==== Entries supplied
// ---------------------------------------------------------------------------
// Widget node (arena entry)
// ---------------------------------------------------------------------------

/// Arena entry pairing a widget with tree/layout metadata.
///
/// Fields are public for inspection. Mutating layout inputs directly
/// bypasses the measure cache; use the `WidgetTree` setters, or call
/// `WidgetTree::invalidate` afterwards.
pub struct WidgetNode {
    pub widget: Widget,
    pub parent: Option<WidgetId>,
    pub children: Vec<WidgetId>,
    /// Parent-local rectangle from the last arrange pass.
    pub bounds: Rect,
    /// Desired size from the last measure pass, margin included.
    pub measured: Size,
    pub padding: Padding,
    pub margin: Margin,
    pub dock: Dock,
    pub halign: HAlign,
    pub valign: VAlign,
    /// Excluded from layout entirely.
    pub collapsed: bool,
    /// Keeps its space but is neither drawn nor hit.
    pub hidden: bool,
    pub disabled: bool,
    /// Offset inside the parent's content area when `dock` is `None`.
    pub position: Point,
    /// Fixed width request.
    pub width: Option<i32>,
    /// Fixed height request.
    pub height: Option<i32>,
    pub min_size: Size,
    pub max_size: Size,
    pub name: String,
    pub user_data: Option<Box<dyn Any>>,
    /// Needs a new arrange.
    pub dirty: bool,
    /// Availability of the last measure; `None` once invalidated.
    last_available: Option<Size>,
}

impl WidgetNode {
    fn new(widget: Widget, parent: Option<WidgetId>) -> Self {
        Self {
            widget,
            parent,
            children: Vec::new(),
            bounds: Rect::EMPTY,
            measured: Size::ZERO,
            padding: Edges::ZERO,
            margin: Edges::ZERO,
            dock: Dock::None,
            halign: HAlign::default(),
            valign: VAlign::default(),
            collapsed: false,
            hidden: false,
            disabled: false,
            position: Point::ZERO,
            width: None,
            height: None,
            min_size: Size::ZERO,
            max_size: Size::new(INFINITY, INFINITY),
            name: String::new(),
            user_data: None,
            dirty: true,
            last_available: None,
        }
    }
}

/// How a widget measures and arranges its content.
#[derive(Debug, Clone, Copy, PartialEq, Eq)]
enum LayoutPolicy {
    Text,
    CheckBox,
    /// Takes whatever it is offered (bars, resizers).
    Fill,
    Docked,
    Stack,
    Grid,
    Table,
    TableRow,
    ScrollControl,
    ScrollArea,
    Splitter,
    Properties,
    PropertyRow,
}

impl LayoutPolicy {
    fn of(widget: &Widget) -> Self {
        match widget {
            Widget::Label { .. } | Widget::Button { .. } | Widget::TabButton { .. } => {
                LayoutPolicy::Text
            }
            Widget::CheckBox { .. } => LayoutPolicy::CheckBox,
            Widget::SplitterBar | Widget::Resizer(_) | Widget::ScrollBar(_) => LayoutPolicy::Fill,
            Widget::Panel | Widget::Dock(_) | Widget::TabControl(_) => LayoutPolicy::Docked,
            Widget::Stack(_) => LayoutPolicy::Stack,
            Widget::Grid(_) => LayoutPolicy::Grid,
            Widget::Table(_) => LayoutPolicy::Table,
            Widget::TableRow(_) => LayoutPolicy::TableRow,
            Widget::ListBox(_) | Widget::ScrollControl(_) => LayoutPolicy::ScrollControl,
            Widget::ScrollArea(_) => LayoutPolicy::ScrollArea,
            Widget::HorizontalSplitter(_) => LayoutPolicy::Splitter,
            Widget::Properties(_) => LayoutPolicy::Properties,
            Widget::PropertyRow { .. } => LayoutPolicy::PropertyRow,
        }
    }
}

/// Typed accessors returning `WrongKind` / `StaleWidget` on mismatch.
macro_rules! widget_accessors {
    ($get:ident, $get_mut:ident, $variant:ident, $ty:ty, $name:literal) => {
        pub(crate) fn $get(&self, id: WidgetId) -> Result<&$ty, UiError> {
            match self.arena.get(id).map(|n| &n.widget) {
                Some(Widget::$variant(w)) => Ok(w),
                Some(_) => Err(UiError::WrongKind { id, expected: $name }),
                None => Err(UiError::StaleWidget(id)),
            }
        }

        pub(crate) fn $get_mut(&mut self, id: WidgetId) -> Result<&mut $ty, UiError> {
            match self.arena.get_mut(id).map(|n| &mut n.widget) {
                Some(Widget::$variant(w)) => Ok(w),
                Some(_) => Err(UiError::WrongKind { id, expected: $name }),
                None => Err(UiError::StaleWidget(id)),
            }
        }
    };
}

// ---------------------------------------------------------------------------
// WidgetTree
// ---------------------------------------------------------------------------

/// Arena-backed retained widget tree.
pub struct WidgetTree {
    arena: SlotMap<WidgetId, WidgetNode>,
    roots: Vec<WidgetId>,
    pub events: EventBus,
    metrics: Box<dyn TextMeasure>,
}

impl Default for WidgetTree {
    fn default() -> Self {
        Self::new()
    }
}
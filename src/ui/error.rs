//! Widget tree error types.

use thiserror::Error;

use super::WidgetId;
use super::widget::Dock;

#[derive(Debug, Error)]
pub enum UiError {
    // -- configuration --
    #[error("relative {axis} sizes exceed a total of 1.0 (got {total})")]
    FractionsExceedOne { axis: &'static str, total: f64 },

    #[error("invalid cell size {0}: must be NaN (auto), 0..=1 (fraction) or > 1 (pixels)")]
    InvalidCellSize(f32),

    #[error("{container} accepts at most {limit} children")]
    TooManyChildren {
        container: &'static str,
        limit: usize,
    },

    #[error("invalid dock side {0:?} for this operation")]
    InvalidDock(Dock),

    #[error("column count {count} out of range 1..={max}")]
    InvalidColumnCount { count: usize, max: usize },

    #[error("invalid row pattern: {0}")]
    Regex(#[from] regex::Error),

    // -- structural --
    #[error("widget {0:?} does not exist (removed or never created)")]
    StaleWidget(WidgetId),

    #[error("widget {id:?} is not a {expected}")]
    WrongKind { id: WidgetId, expected: &'static str },

    #[error("row index {index} out of range (row count {len})")]
    RowOutOfRange { index: usize, len: usize },

    #[error("column index {index} out of range (column count {len})")]
    ColumnOutOfRange { index: usize, len: usize },

    #[error("section index {index} out of range (section count {len})")]
    SectionOutOfRange { index: usize, len: usize },

    #[error("widget {row:?} does not belong to {owner:?}")]
    ForeignWidget { row: WidgetId, owner: WidgetId },

    // -- markup --
    #[error("view parse error: {0}")]
    Parse(#[from] kdl::KdlError),

    #[error("unknown element `{0}`")]
    UnknownElement(String),

    #[error("unknown property `{property}` on `{element}`")]
    UnknownProperty { element: String, property: String },

    #[error("invalid value for `{property}`: {reason}")]
    InvalidValue { property: String, reason: String },

    #[error("unknown event handler `{0}`")]
    UnknownHandler(String),

    #[error("element `{element}` cannot be placed here: {reason}")]
    Misplaced { element: String, reason: String },

    #[error("io error: {0}")]
    Io(#[from] std::io::Error),
}

impl UiError {
    /// True for errors caused by an invalid configuration (as opposed to
    /// operating on a missing or mismatched node).
    pub fn is_configuration(&self) -> bool {
        matches!(
            self,
            UiError::FractionsExceedOne { .. }
                | UiError::InvalidCellSize(_)
                | UiError::TooManyChildren { .. }
                | UiError::InvalidDock(_)
                | UiError::InvalidColumnCount { .. }
                | UiError::Regex(_)
                | UiError::Parse(_)
                | UiError::UnknownElement(_)
                | UiError::UnknownProperty { .. }
                | UiError::InvalidValue { .. }
                | UiError::UnknownHandler(_)
                | UiError::Misplaced { .. }
        )
    }
}
use std::collections::HashMap;

use super::WidgetId;

/// Discriminant used to subscribe to a class of events on one widget.
#[derive(Debug, Clone, Copy, PartialEq, Eq, Hash)]
pub enum EventKind {
    Clicked,
    Toggled,
    RowSelected,
    RowUnselected,
    RowDoubleClicked,
    ScrollChanged,
    SplitterMoved,
    ZoomChanged,
    PanelZoomed,
    PanelUnZoomed,
    TabSelected,
    TabRemoved,
    ValueChanged,
}

/// Notification raised by a widget. `source` is always the widget the
/// listener subscribed on (the list box for row events, the tab control for
/// tab events).
#[derive(Debug, Clone, PartialEq)]
pub enum Event {
    Clicked { source: WidgetId },
    Toggled { source: WidgetId, on: bool },
    RowSelected { source: WidgetId, row: WidgetId },
    RowUnselected { source: WidgetId, row: WidgetId },
    RowDoubleClicked { source: WidgetId, row: WidgetId },
    ScrollChanged { source: WidgetId, amount: f32 },
    /// `value` is the splitter fraction, or the label width in pixels for
    /// property grids.
    SplitterMoved { source: WidgetId, value: f32 },
    ZoomChanged { source: WidgetId, zoomed: Option<usize> },
    PanelZoomed { source: WidgetId, section: usize },
    PanelUnZoomed { source: WidgetId },
    TabSelected { source: WidgetId, button: WidgetId },
    TabRemoved { source: WidgetId, button: WidgetId },
    ValueChanged { source: WidgetId, row: WidgetId },
}

impl Event {
    pub fn kind(&self) -> EventKind {
        match self {
            Event::Clicked { .. } => EventKind::Clicked,
            Event::Toggled { .. } => EventKind::Toggled,
            Event::RowSelected { .. } => EventKind::RowSelected,
            Event::RowUnselected { .. } => EventKind::RowUnselected,
            Event::RowDoubleClicked { .. } => EventKind::RowDoubleClicked,
            Event::ScrollChanged { .. } => EventKind::ScrollChanged,
            Event::SplitterMoved { .. } => EventKind::SplitterMoved,
            Event::ZoomChanged { .. } => EventKind::ZoomChanged,
            Event::PanelZoomed { .. } => EventKind::PanelZoomed,
            Event::PanelUnZoomed { .. } => EventKind::PanelUnZoomed,
            Event::TabSelected { .. } => EventKind::TabSelected,
            Event::TabRemoved { .. } => EventKind::TabRemoved,
            Event::ValueChanged { .. } => EventKind::ValueChanged,
        }
    }

    pub fn source(&self) -> WidgetId {
        match *self {
            Event::Clicked { source }
            | Event::Toggled { source, .. }
            | Event::RowSelected { source, .. }
            | Event::RowUnselected { source, .. }
            | Event::RowDoubleClicked { source, .. }
            | Event::ScrollChanged { source, .. }
            | Event::SplitterMoved { source, .. }
            | Event::ZoomChanged { source, .. }
            | Event::PanelZoomed { source, .. }
            | Event::PanelUnZoomed { source }
            | Event::TabSelected { source, .. }
            | Event::TabRemoved { source, .. }
            | Event::ValueChanged { source, .. } => source,
        }
    }
}

pub type Listener = Box<dyn FnMut(&Event)>;

/// Typed listener registry keyed by (widget, event kind).
/// Dispatch is synchronous and in subscription order.
#[derive(Default)]
pub struct EventBus {
    listeners: HashMap<(WidgetId, EventKind), Vec<Listener>>,
    /// Every event emitted since the last `drain_log`, for callers that
    /// poll instead of subscribing.
    log: Vec<Event>,
    record: bool,
}

impl EventBus {
    pub fn new() -> Self {
        Self::default()
    }

    pub fn subscribe(&mut self, source: WidgetId, kind: EventKind, listener: Listener) {
        self.listeners.entry((source, kind)).or_default().push(listener);
    }

    pub fn emit(&mut self, event: Event) {
        if self.record {
            self.log.push(event.clone());
        }
        if let Some(listeners) = self.listeners.get_mut(&(event.source(), event.kind())) {
            for listener in listeners.iter_mut() {
                listener(&event);
            }
        }
    }

    /// Drop every listener registered on `source`.
    pub fn forget(&mut self, source: WidgetId) {
        self.listeners.retain(|(id, _), _| *id != source);
    }

    pub fn listener_count(&self, source: WidgetId) -> usize {
        self.listeners
            .iter()
            .filter(|((id, _), _)| *id == source)
            .map(|(_, v)| v.len())
            .sum()
    }

    /// Start or stop keeping a copy of emitted events.
    pub fn set_recording(&mut self, record: bool) {
        self.record = record;
        if !record {
            self.log.clear();
        }
    }

    /// Take all events recorded since the last call.
    pub fn drain_log(&mut self) -> Vec<Event> {
        std::mem::take(&mut self.log)
    }
}

#[cfg(test)]
mod tests {
    use super::*;
    use slotmap::SlotMap;
    use std::cell::RefCell;
    use std::rc::Rc;

    fn ids() -> (WidgetId, WidgetId) {
        let mut map: SlotMap<WidgetId, ()> = SlotMap::with_key();
        (map.insert(()), map.insert(()))
    }

    #[test]
    fn emit_reaches_matching_listener_only() {
        let (a, b) = ids();
        let mut bus = EventBus::new();
        let hits = Rc::new(RefCell::new(Vec::new()));

        let h = hits.clone();
        bus.subscribe(a, EventKind::Clicked, Box::new(move |e| h.borrow_mut().push(e.clone())));
        let h = hits.clone();
        bus.subscribe(b, EventKind::Clicked, Box::new(move |e| h.borrow_mut().push(e.clone())));

        bus.emit(Event::Clicked { source: a });
        bus.emit(Event::Toggled { source: a, on: true });

        assert_eq!(*hits.borrow(), vec![Event::Clicked { source: a }]);
    }

    #[test]
    fn forget_drops_all_kinds_for_widget() {
        let (a, b) = ids();
        let mut bus = EventBus::new();
        bus.subscribe(a, EventKind::Clicked, Box::new(|_| {}));
        bus.subscribe(a, EventKind::Toggled, Box::new(|_| {}));
        bus.subscribe(b, EventKind::Clicked, Box::new(|_| {}));

        bus.forget(a);
        assert_eq!(bus.listener_count(a), 0);
        assert_eq!(bus.listener_count(b), 1);
    }

    #[test]
    fn recording_collects_and_drains() {
        let (a, _) = ids();
        let mut bus = EventBus::new();
        bus.emit(Event::Clicked { source: a });
        assert!(bus.drain_log().is_empty());

        bus.set_recording(true);
        bus.emit(Event::Clicked { source: a });
        bus.emit(Event::PanelUnZoomed { source: a });
        assert_eq!(bus.drain_log().len(), 2);
        assert!(bus.drain_log().is_empty());
    }
}
#[cfg(test)]
mod tests {
    use super::*;
    use crate::ui::Dock;

    fn bar(length: i32, content: f32, viewable: f32) -> ScrollBar {
        let mut b = ScrollBar::new(Orientation::Vertical);
        b.resize(Size::new(10, length));
        b.set_content_size(content, viewable);
        b
    }

    #[test]
    fn bar_size_from_viewable_ratio() {
        let b = bar(200, 100.0, 20.0);
        assert_eq!(b.bar_size(), 36);
        assert!(!b.is_bar_hidden());
    }

    #[test]
    fn bar_size_has_minimum_and_hides_when_content_fits() {
        let tiny = bar(200, 100_000.0, 1.0);
        assert_eq!(tiny.bar_size(), 5);

        let fits = bar(200, 50.0, 100.0);
        assert!(fits.is_bar_hidden());

        let empty = bar(200, 0.0, 100.0);
        assert_eq!(empty.bar_size(), 5);
    }

    #[test]
    fn set_scroll_amount_clamps_and_reports_change() {
        let mut b = bar(200, 100.0, 20.0);
        assert!(b.set_scroll_amount(2.0, false));
        assert_eq!(b.scroll_amount(), 1.0);
        assert!(!b.set_scroll_amount(1.0, false));
        assert!(b.set_scroll_amount(1.0, true));
        // Forced update puts the bar at the end of the track.
        assert_eq!(b.bar_pos(), 200 - 10 - 36);
    }

    #[test]
    fn drag_recomputes_fraction_within_track() {
        let mut b = bar(200, 100.0, 20.0);
        assert!(b.drag_bar_by(72));
        assert!((b.scroll_amount() - 0.5).abs() < 1e-6);
        b.drag_bar_by(10_000);
        assert_eq!(b.scroll_amount(), 1.0);
        b.drag_bar_by(-10_000);
        assert_eq!(b.bar_pos(), 10);
        assert_eq!(b.scroll_amount(), 0.0);
    }

    #[test]
    fn degenerate_track_yields_zero_fraction() {
        // Track exactly as long as the minimum bar: no free space.
        let mut b = ScrollBar::new(Orientation::Horizontal);
        b.resize(Size::new(25, 10));
        assert_eq!(b.calculate_scrolled_amount(), 0.0);
    }

    #[test]
    fn nudge_uses_pixels_or_pages() {
        let mut b = bar(200, 200.0, 50.0);
        b.nudge(1);
        assert!((b.scroll_amount() - 0.1).abs() < 1e-6);
        b.depressed = true;
        b.nudge(1);
        assert!((b.scroll_amount() - 0.35).abs() < 1e-6);
        b.nudge(-1);
        b.nudge(-1);
        assert_eq!(b.scroll_amount(), 0.0);
    }

    fn scroll_with_content(w: i32, h: i32) -> (WidgetTree, WidgetId, WidgetId, WidgetId) {
        let mut tree = WidgetTree::new();
        let root = tree.insert_root(Widget::Panel);
        let sc = tree.add_scroll_control(root).expect("scroll");
        tree.set_dock(sc, Dock::Fill).expect("dock");
        let content = tree.scroll_content(sc).expect("content");
        tree.set_min_size(content, Size::new(w, h)).expect("min");
        (tree, root, sc, content)
    }

    #[test]
    fn bars_hidden_when_content_fits() {
        let (mut tree, root, sc, _) = scroll_with_content(50, 50);
        tree.layout(root, Size::new(100, 100));
        let parts = tree.scroll_parts(sc).expect("parts");
        assert!(tree.get(parts.vbar).expect("vbar").collapsed);
        assert!(tree.get(parts.hbar).expect("hbar").collapsed);
        assert_eq!(tree.get(parts.area).expect("area").bounds, Rect::new(0, 0, 100, 100));
    }

    #[test]
    fn tall_content_shows_vertical_bar_and_scrolls() {
        let (mut tree, root, sc, content) = scroll_with_content(50, 400);
        tree.layout(root, Size::new(100, 100));
        let parts = tree.scroll_parts(sc).expect("parts");
        assert!(!tree.get(parts.vbar).expect("vbar").collapsed);
        assert!(tree.get(parts.hbar).expect("hbar").collapsed);
        assert_eq!(
            tree.get(parts.vbar).expect("vbar").bounds,
            Rect::new(100 - SCROLL_BAR_SIZE, 0, SCROLL_BAR_SIZE, 100)
        );

        tree.events.set_recording(true);
        assert!(tree.scroll_by_pixels(sc, 0, 150).expect("scroll"));
        tree.layout(root, Size::new(100, 100));
        assert_eq!(tree.get(content).expect("content").bounds.y, -150);
        assert!(matches!(
            tree.events.drain_log().as_slice(),
            [Event::ScrollChanged { source, .. }] if *source == sc
        ));
    }

    #[test]
    fn scroll_to_visible_reveals_rect() {
        let (mut tree, root, sc, content) = scroll_with_content(50, 400);
        tree.layout(root, Size::new(100, 100));
        tree.scroll_to_visible(sc, Rect::new(0, 280, 10, 20)).expect("scroll");
        tree.layout(root, Size::new(100, 100));
        // Bottom of the rect lines up with the bottom of the viewport.
        assert_eq!(tree.get(content).expect("content").bounds.y, -200);

        tree.scroll_to_visible(sc, Rect::new(0, 0, 10, 20)).expect("scroll");
        tree.layout(root, Size::new(100, 100));
        assert_eq!(tree.get(content).expect("content").bounds.y, 0);
    }
}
========
If a line in the records holds the string "valign", copy it.

    pub valign: VAlign,
            valign: VAlign::default(),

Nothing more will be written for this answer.